▶ TASK DIRECTIONS: Search the entries for the word "AtomicBool". Copy every line that holds it.

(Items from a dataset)

• • • • • • •

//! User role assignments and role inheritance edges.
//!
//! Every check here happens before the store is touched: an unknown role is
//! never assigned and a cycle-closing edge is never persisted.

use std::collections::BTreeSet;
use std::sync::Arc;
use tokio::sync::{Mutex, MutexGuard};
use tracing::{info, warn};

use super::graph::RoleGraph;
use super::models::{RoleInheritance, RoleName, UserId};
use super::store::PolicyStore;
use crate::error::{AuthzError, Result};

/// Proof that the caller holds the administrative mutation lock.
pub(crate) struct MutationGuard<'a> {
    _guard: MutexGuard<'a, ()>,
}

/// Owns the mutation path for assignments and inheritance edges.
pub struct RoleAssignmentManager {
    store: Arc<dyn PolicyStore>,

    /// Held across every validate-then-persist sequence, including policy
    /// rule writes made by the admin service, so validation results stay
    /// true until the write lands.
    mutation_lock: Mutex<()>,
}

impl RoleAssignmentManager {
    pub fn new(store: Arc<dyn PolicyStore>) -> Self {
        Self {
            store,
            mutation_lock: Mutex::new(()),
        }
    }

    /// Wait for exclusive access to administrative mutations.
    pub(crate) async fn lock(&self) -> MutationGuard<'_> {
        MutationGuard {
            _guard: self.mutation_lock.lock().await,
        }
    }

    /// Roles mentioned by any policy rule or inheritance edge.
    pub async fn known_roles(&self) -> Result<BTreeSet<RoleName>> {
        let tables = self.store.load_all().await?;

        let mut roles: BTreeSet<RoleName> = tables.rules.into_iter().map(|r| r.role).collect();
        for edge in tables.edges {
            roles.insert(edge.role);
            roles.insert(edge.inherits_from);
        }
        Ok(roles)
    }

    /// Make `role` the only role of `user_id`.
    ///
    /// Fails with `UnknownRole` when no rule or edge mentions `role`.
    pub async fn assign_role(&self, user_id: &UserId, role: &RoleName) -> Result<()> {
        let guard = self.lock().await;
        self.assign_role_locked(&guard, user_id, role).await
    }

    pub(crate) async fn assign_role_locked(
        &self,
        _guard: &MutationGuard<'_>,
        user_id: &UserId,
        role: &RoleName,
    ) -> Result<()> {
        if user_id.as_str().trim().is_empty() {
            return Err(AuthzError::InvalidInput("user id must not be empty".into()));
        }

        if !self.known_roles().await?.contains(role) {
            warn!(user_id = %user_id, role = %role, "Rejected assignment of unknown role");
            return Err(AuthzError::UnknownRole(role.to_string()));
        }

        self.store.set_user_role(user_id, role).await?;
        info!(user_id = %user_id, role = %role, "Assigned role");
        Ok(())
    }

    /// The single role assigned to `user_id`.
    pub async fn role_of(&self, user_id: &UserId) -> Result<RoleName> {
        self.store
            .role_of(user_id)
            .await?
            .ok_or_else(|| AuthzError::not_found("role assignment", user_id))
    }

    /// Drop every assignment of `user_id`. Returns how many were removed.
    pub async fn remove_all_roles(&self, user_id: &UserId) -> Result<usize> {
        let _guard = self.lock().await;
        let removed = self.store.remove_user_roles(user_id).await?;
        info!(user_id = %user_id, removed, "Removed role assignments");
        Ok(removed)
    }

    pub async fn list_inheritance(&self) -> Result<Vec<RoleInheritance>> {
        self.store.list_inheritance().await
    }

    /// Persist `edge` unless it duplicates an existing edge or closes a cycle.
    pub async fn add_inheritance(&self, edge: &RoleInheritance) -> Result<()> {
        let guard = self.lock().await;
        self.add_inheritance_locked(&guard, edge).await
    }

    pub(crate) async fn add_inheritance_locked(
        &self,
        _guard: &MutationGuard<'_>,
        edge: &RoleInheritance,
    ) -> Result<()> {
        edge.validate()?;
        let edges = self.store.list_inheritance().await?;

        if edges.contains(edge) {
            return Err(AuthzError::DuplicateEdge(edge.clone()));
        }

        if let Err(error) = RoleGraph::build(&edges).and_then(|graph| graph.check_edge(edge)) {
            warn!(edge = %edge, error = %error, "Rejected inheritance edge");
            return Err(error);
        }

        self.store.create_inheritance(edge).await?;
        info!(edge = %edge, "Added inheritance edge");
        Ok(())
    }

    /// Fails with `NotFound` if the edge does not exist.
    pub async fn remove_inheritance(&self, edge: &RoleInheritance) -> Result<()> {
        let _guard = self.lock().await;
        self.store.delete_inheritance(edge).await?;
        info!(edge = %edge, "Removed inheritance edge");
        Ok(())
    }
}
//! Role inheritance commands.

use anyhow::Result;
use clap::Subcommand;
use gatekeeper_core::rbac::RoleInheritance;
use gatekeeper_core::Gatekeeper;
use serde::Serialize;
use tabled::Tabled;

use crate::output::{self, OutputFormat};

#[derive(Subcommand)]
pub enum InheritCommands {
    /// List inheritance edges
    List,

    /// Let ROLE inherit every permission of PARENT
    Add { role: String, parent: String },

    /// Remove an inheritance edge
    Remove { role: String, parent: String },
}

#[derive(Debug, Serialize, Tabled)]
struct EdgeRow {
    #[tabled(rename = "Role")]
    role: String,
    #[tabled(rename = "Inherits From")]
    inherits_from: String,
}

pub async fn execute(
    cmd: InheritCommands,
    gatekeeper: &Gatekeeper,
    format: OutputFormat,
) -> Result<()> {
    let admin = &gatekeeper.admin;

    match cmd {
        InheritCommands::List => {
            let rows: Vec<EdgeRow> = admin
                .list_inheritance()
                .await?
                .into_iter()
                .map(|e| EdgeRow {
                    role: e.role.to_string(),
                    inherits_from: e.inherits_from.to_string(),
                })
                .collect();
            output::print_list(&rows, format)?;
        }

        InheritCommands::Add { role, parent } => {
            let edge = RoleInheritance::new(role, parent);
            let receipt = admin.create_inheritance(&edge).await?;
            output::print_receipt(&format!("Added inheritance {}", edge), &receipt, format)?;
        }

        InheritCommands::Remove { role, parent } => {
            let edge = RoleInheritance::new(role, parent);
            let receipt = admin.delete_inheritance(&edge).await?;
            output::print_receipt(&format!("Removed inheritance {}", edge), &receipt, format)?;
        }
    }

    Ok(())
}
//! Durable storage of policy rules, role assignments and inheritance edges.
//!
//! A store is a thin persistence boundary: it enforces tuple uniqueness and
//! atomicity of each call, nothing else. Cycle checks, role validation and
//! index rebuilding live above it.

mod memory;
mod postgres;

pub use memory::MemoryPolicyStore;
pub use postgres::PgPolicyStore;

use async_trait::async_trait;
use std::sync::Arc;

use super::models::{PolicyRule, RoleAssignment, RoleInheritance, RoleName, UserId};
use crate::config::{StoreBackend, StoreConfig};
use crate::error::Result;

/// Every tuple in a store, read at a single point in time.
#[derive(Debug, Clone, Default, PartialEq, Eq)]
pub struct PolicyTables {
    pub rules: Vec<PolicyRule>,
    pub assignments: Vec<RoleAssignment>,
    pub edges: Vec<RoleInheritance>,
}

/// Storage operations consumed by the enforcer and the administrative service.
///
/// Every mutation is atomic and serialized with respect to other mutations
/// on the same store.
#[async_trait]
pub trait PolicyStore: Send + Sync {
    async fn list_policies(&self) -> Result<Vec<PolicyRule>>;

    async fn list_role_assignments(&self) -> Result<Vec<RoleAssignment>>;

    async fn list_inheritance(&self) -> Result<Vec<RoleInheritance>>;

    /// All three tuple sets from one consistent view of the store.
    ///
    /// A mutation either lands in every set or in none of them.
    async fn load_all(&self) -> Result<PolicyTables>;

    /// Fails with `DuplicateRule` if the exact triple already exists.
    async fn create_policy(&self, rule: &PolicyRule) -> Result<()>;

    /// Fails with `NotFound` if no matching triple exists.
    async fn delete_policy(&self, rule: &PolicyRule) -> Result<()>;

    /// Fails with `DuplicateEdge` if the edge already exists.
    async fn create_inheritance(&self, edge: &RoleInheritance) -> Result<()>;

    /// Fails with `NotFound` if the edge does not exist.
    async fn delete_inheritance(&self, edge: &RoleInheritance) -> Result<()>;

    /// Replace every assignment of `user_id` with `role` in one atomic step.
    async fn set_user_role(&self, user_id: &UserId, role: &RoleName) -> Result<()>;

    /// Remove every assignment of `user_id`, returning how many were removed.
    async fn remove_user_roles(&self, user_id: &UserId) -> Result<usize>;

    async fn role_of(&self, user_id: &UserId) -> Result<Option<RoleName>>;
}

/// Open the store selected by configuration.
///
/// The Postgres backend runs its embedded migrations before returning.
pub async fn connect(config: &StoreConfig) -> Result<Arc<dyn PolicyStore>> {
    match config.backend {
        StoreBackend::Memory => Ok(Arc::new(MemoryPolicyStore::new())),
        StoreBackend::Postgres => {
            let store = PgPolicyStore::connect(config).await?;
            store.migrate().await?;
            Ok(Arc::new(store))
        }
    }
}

• • • • • • •

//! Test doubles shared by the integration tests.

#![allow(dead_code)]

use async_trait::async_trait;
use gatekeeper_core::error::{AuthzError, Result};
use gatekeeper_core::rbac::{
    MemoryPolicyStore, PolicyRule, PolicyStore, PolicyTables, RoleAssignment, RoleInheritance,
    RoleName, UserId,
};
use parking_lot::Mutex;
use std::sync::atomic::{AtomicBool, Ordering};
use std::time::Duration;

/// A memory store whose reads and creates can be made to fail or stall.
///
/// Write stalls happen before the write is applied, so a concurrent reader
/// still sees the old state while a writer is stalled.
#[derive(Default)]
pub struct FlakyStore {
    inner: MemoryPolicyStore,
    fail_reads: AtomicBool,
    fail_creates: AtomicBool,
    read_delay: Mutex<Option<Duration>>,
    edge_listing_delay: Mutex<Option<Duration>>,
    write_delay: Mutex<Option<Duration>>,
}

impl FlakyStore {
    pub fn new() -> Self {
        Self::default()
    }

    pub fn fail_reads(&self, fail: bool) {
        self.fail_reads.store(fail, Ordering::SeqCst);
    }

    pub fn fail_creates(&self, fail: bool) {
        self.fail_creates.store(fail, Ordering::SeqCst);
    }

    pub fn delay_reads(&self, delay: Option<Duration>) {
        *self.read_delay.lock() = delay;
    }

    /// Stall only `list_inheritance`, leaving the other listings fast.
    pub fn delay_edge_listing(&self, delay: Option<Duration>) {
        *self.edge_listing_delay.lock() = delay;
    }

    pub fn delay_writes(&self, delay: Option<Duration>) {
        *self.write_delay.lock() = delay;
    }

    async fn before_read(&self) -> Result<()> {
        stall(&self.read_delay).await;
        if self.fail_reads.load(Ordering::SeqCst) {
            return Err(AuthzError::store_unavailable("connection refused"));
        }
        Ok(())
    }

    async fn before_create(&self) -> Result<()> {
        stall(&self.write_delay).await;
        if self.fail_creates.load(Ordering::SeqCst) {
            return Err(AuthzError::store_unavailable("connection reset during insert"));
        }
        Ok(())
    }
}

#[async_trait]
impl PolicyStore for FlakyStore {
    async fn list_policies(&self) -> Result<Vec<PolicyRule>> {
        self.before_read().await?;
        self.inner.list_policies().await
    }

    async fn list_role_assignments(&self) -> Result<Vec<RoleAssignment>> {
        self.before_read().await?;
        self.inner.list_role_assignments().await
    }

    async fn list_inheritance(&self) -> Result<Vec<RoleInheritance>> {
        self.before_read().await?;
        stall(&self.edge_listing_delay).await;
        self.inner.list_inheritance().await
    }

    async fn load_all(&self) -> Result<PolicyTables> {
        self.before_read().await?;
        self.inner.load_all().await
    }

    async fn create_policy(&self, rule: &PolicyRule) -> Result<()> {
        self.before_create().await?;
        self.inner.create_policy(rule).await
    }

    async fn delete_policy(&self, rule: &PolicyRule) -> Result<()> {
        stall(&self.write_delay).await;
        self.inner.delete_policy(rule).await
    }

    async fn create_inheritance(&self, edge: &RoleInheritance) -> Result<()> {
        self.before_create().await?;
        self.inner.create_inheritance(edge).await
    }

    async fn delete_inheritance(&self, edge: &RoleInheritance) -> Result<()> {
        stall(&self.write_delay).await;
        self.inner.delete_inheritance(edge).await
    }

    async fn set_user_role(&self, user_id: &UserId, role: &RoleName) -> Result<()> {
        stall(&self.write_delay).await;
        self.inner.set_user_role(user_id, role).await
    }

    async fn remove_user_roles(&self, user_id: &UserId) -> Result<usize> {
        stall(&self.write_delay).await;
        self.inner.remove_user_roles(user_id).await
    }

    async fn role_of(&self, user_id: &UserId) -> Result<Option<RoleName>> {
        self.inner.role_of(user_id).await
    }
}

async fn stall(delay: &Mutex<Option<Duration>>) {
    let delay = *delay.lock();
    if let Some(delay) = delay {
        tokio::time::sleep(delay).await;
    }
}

• • • • • • •

▶ EXPECTED OUTPUT:
use std::sync::atomic::{AtomicBool, Ordering};
    fail_reads: AtomicBool,
    fail_creates: AtomicBool,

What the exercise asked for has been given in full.